期刊
FOOD CHEMISTRY
卷 110, 期 3, 页码 659-669出版社
ELSEVIER SCI LTD
DOI: 10.1016/j.foodchem.2008.02.060
关键词
hazelnut by-products; phenolic extracts; natural antioxidants; antioxidant activity
The feasibility of obtaining antioxidant phenolic extracts from hazelnut by-products was investigated by long maceration at room temperature. The hard shells and defatted skins of both whole and chopped roasted hazelnut kernels were studied. Three solvent systems were employed and these included aqueous methanol, ethanol and acetone. Extraction yields as well as phenolic contents varied according to the by-product and the solvent used. Among the studied samples, the skin of whole roasted hazelnuts gave remarkably high extraction yields (about 30%) and extracts with the richest phenolic content (up to 502 mg/g, expressed as gallic acid equivalents).

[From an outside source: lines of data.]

use screen_review_core::{CompareSession, HostContext};
use screen_review_protocol::CompareMode;
use wasm_bindgen::prelude::*;

use crate::{js_error, parse_json, parse_variant, to_json};

/// One open compare overlay.
#[wasm_bindgen]
pub struct CompareHandle {
    session: CompareSession,
}

#[wasm_bindgen]
impl CompareHandle {
    #[wasm_bindgen(constructor)]
    pub fn new(host_json: &str) -> Result<CompareHandle, JsError> {
        let host: HostContext = parse_json(host_json, "host context")?;
        let session = CompareSession::open(&host).map_err(js_error)?;
        Ok(Self { session })
    }

    /// Current panes as a JSON array of compare commands.
    pub fn commands(&self) -> Result<String, JsError> {
        to_json(&self.session.commands())
    }

    pub fn set_mode(&mut self, mode: &str) -> Result<String, JsError> {
        let mode: CompareMode = parse_variant(mode)?;
        self.session.set_mode(mode);
        self.commands()
    }

    pub fn cycle_mode(&mut self) -> Result<String, JsError> {
        self.session.cycle_mode();
        self.commands()
    }

    pub fn set_opacity(&mut self, opacity: f64) -> Result<String, JsError> {
        self.session.set_opacity(opacity);
        self.commands()
    }

    pub fn swap(&mut self) -> Result<String, JsError> {
        self.session.swap();
        self.commands()
    }

    pub fn set_left(&mut self, screen: &str) -> Result<String, JsError> {
        self.session.set_left(screen).map_err(js_error)?;
        self.commands()
    }

    pub fn set_right(&mut self, screen: &str) -> Result<String, JsError> {
        self.session.set_right(screen).map_err(js_error)?;
        self.commands()
    }

    pub fn step_right(&mut self, delta: i32) -> Result<String, JsError> {
        self.session.step_right(delta as isize);
        self.commands()
    }
}
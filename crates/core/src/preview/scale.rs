//! Zoom-to-fit scale factors.
//!
//! Scale shrinks the picture of a surface, never its layout width: the
//! surface still lays out at its breakpoint width and is transformed from
//! its top-left corner.

use screen_review_protocol::LayoutMode;

/// Horizontal gap between adjacent surfaces.
pub const SURFACE_GAP: f64 = 16.0;
/// Outer padding of the preview container.
pub const CONTAINER_PADDING: f64 = 32.0;
/// Height a surface is rendered at.
pub const NOMINAL_DOCUMENT_HEIGHT: f64 = 940.0;
/// Share of the available width given to the promoted surface in focus layout.
pub const FOCUS_SHARE: f64 = 0.70;

pub const MIN_SCALE: f64 = 0.1;
pub const MAX_SCALE: f64 = 1.0;

/// Space the preview container offers to surfaces.
#[derive(Debug, Clone, Copy, PartialEq)]
pub struct ScaleInput {
    pub viewport_width: f64,
    pub mode: LayoutMode,
    pub container_width: f64,
    pub container_height: f64,
    pub active_count: usize,
    pub zoom_to_fit: bool,
}

/// Scale factor in `[MIN_SCALE, MAX_SCALE]` for one surface.
///
/// Returns exactly 1.0 when zoom-to-fit is off; the container scrolls instead.
pub fn compute_scale(input: &ScaleInput) -> f64 {
    if !input.zoom_to_fit {
        return MAX_SCALE;
    }
    if input.viewport_width.is_nan() || input.viewport_width <= 0.0 {
        return MAX_SCALE;
    }

    let raw = match input.mode {
        LayoutMode::ParallelRow => {
            let count = input.active_count.max(1) as f64;
            let available = input.container_width - SURFACE_GAP * (count - 1.0) - CONTAINER_PADDING;
            let width_fit = available / count / input.viewport_width;
            let height_fit = input.container_height / NOMINAL_DOCUMENT_HEIGHT;
            width_fit.min(height_fit)
        }
        LayoutMode::Stacked => (input.container_width - CONTAINER_PADDING) / input.viewport_width,
        LayoutMode::Focus => {
            (input.container_width - CONTAINER_PADDING) * FOCUS_SHARE / input.viewport_width
        }
    };

    clamp_scale(raw)
}

fn clamp_scale(raw: f64) -> f64 {
    if raw.is_nan() {
        MIN_SCALE
    } else {
        raw.clamp(MIN_SCALE, MAX_SCALE)
    }
}

#[cfg(test)]
mod tests {
    use super::*;

    fn input(width: f64, mode: LayoutMode, count: usize) -> ScaleInput {
        ScaleInput {
            viewport_width: width,
            mode,
            container_width: 1200.0,
            container_height: 800.0,
            active_count: count,
            zoom_to_fit: true,
        }
    }

    #[test]
    fn parallel_row_respects_width_and_height_fit() {
        for width in [430.0, 768.0, 1920.0] {
            let scale = compute_scale(&input(width, LayoutMode::ParallelRow, 3));
            assert!(scale <= (1200.0 - (2.0 * 16.0 + 32.0)) / width);
            assert!(scale <= 800.0 / 940.0);
            assert!((MIN_SCALE..=MAX_SCALE).contains(&scale));
        }
        let expected = (1200.0 - 64.0) / 3.0 / 768.0;
        let scale = compute_scale(&input(768.0, LayoutMode::ParallelRow, 3));
        assert!((scale - expected).abs() < 1e-9);
    }

    #[test]
    fn height_fit_caps_narrow_surfaces() {
        let scale = compute_scale(&input(200.0, LayoutMode::ParallelRow, 1));
        assert!((scale - 800.0 / 940.0).abs() < 1e-9);
    }

    #[test]
    fn stacked_uses_full_width_without_height_term() {
        let scale = compute_scale(&input(1920.0, LayoutMode::Stacked, 4));
        assert!((scale - 1168.0 / 1920.0).abs() < 1e-9);
        assert_eq!(compute_scale(&input(375.0, LayoutMode::Stacked, 4)), 1.0);
    }

    #[test]
    fn focus_gets_seventy_percent() {
        let scale = compute_scale(&input(1920.0, LayoutMode::Focus, 2));
        assert!((scale - 1168.0 * 0.7 / 1920.0).abs() < 1e-9);
    }

    #[test]
    fn disabled_zoom_is_actual_size() {
        for mode in LayoutMode::ALL {
            let mut i = input(3840.0, mode, 5);
            i.zoom_to_fit = false;
            assert_eq!(compute_scale(&i), 1.0);
        }
    }

    #[test]
    fn always_within_bounds() {
        for mode in LayoutMode::ALL {
            for count in 1..8 {
                for width in [200.0, 375.0, 1280.0, 3840.0] {
                    for container in [0.0, 50.0, 600.0, 5000.0] {
                        let scale = compute_scale(&ScaleInput {
                            viewport_width: width,
                            mode,
                            container_width: container,
                            container_height: container,
                            active_count: count,
                            zoom_to_fit: true,
                        });
                        assert!((MIN_SCALE..=MAX_SCALE).contains(&scale), "{scale}");
                    }
                }
            }
        }
    }

    #[test]
    fn zero_active_count_does_not_divide_by_zero() {
        let scale = compute_scale(&input(768.0, LayoutMode::ParallelRow, 0));
        assert!(scale.is_finite());
    }
}
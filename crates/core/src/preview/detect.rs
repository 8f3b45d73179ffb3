use screen_review_protocol::{Findings, Issue, IssueKind, TextOverflow};

use crate::ports::SurfaceDocument;

/// Body wider than the viewport by more than this is an overflow.
pub const OVERFLOW_TOLERANCE: f64 = 2.0;
/// Ellipsis elements clipping more than this count as truncated.
pub const TRUNCATION_TOLERANCE: f64 = 1.0;
/// Elements whose right edge passes the breakpoint by more than this are off-screen.
pub const OFFSCREEN_TOLERANCE: f64 = 5.0;

/// Inspect a loaded document for responsive layout defects.
///
/// Read-only. Per-element failures are skipped; a document that cannot be
/// enumerated still gets the overflow check and vice versa. Returns `None`
/// when neither check could read the document.
pub fn detect_issues<D>(document: &D, breakpoint_width: f64) -> Option<Findings>
where
    D: SurfaceDocument + ?Sized,
{
    let mut issues = Vec::new();

    let layout = document.layout_probe();
    let mut inspected = layout.is_ok();
    match layout {
        Ok(probe) if probe.body_scroll_width > probe.client_width + OVERFLOW_TOLERANCE => {
            issues.push(Issue::new(
                IssueKind::Overflow,
                format!(
                    "Horizontal overflow: content is {}px wide in a {}px viewport",
                    probe.body_scroll_width.round(),
                    probe.client_width.round()
                ),
            ));
        }
        Ok(_) => {}
        Err(err) => log::warn!("detect: layout probe failed: {err}"),
    }

    match document.elements() {
        Ok(elements) => {
            inspected = true;
            let mut truncated = 0usize;
            let mut offscreen = 0usize;
            let mut unreadable = 0usize;
            for element in elements {
                let Ok(probe) = element else {
                    unreadable += 1;
                    continue;
                };
                if probe.text_overflow == TextOverflow::Ellipsis
                    && probe.scroll_width - probe.client_width > TRUNCATION_TOLERANCE
                {
                    truncated += 1;
                }
                if probe.rect_width > 0.0 && probe.rect_right > breakpoint_width + OFFSCREEN_TOLERANCE {
                    offscreen += 1;
                }
            }
            if unreadable > 0 {
                log::debug!("detect: skipped {unreadable} unreadable elements");
            }
            if truncated > 0 {
                issues.push(Issue::new(
                    IssueKind::Truncation,
                    format!("{truncated} {} truncated with an ellipsis", elements_word(truncated)),
                ));
            }
            if offscreen > 0 {
                issues.push(Issue::new(
                    IssueKind::Offscreen,
                    format!(
                        "{offscreen} {} past {breakpoint_width}px",
                        if offscreen == 1 { "element extends" } else { "elements extend" }
                    ),
                ));
            }
        }
        Err(err) => log::warn!("detect: element enumeration failed: {err}"),
    }

    if !inspected {
        return None;
    }
    Some(Findings::from_issues(issues))
}

fn elements_word(count: usize) -> &'static str {
    if count == 1 { "element" } else { "elements" }
}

Extracts were screened for antioxidant activity using 2,2-diphenyl-1-picrylhydrazyl (DPPH) radical scavenging and 2,2'-azobis(2-amidinopropane) dihydrochloride (AAPH)-induced oxidation of linoleic acid in vitro model systems. The extracts from the skin of whole roasted hazelnuts manifested the strongest antioxidant activity, similar or superior to butylated hydroxyanisole (BHA), butylated hydroxytoluene (BHT), 6-hydroxy-2,5,7,8-tetramethylcliroman-2-carboxylic acid (Trolox) and alpha-tocopherol, at equivalent concentrations. The presence of hazelnut fragments in the skin residue lowered the yield and the antioxidant activity of the extract. All the extracts were found to be very rich in tannins. (C) 2008 Elsevier Ltd. All rights reserved.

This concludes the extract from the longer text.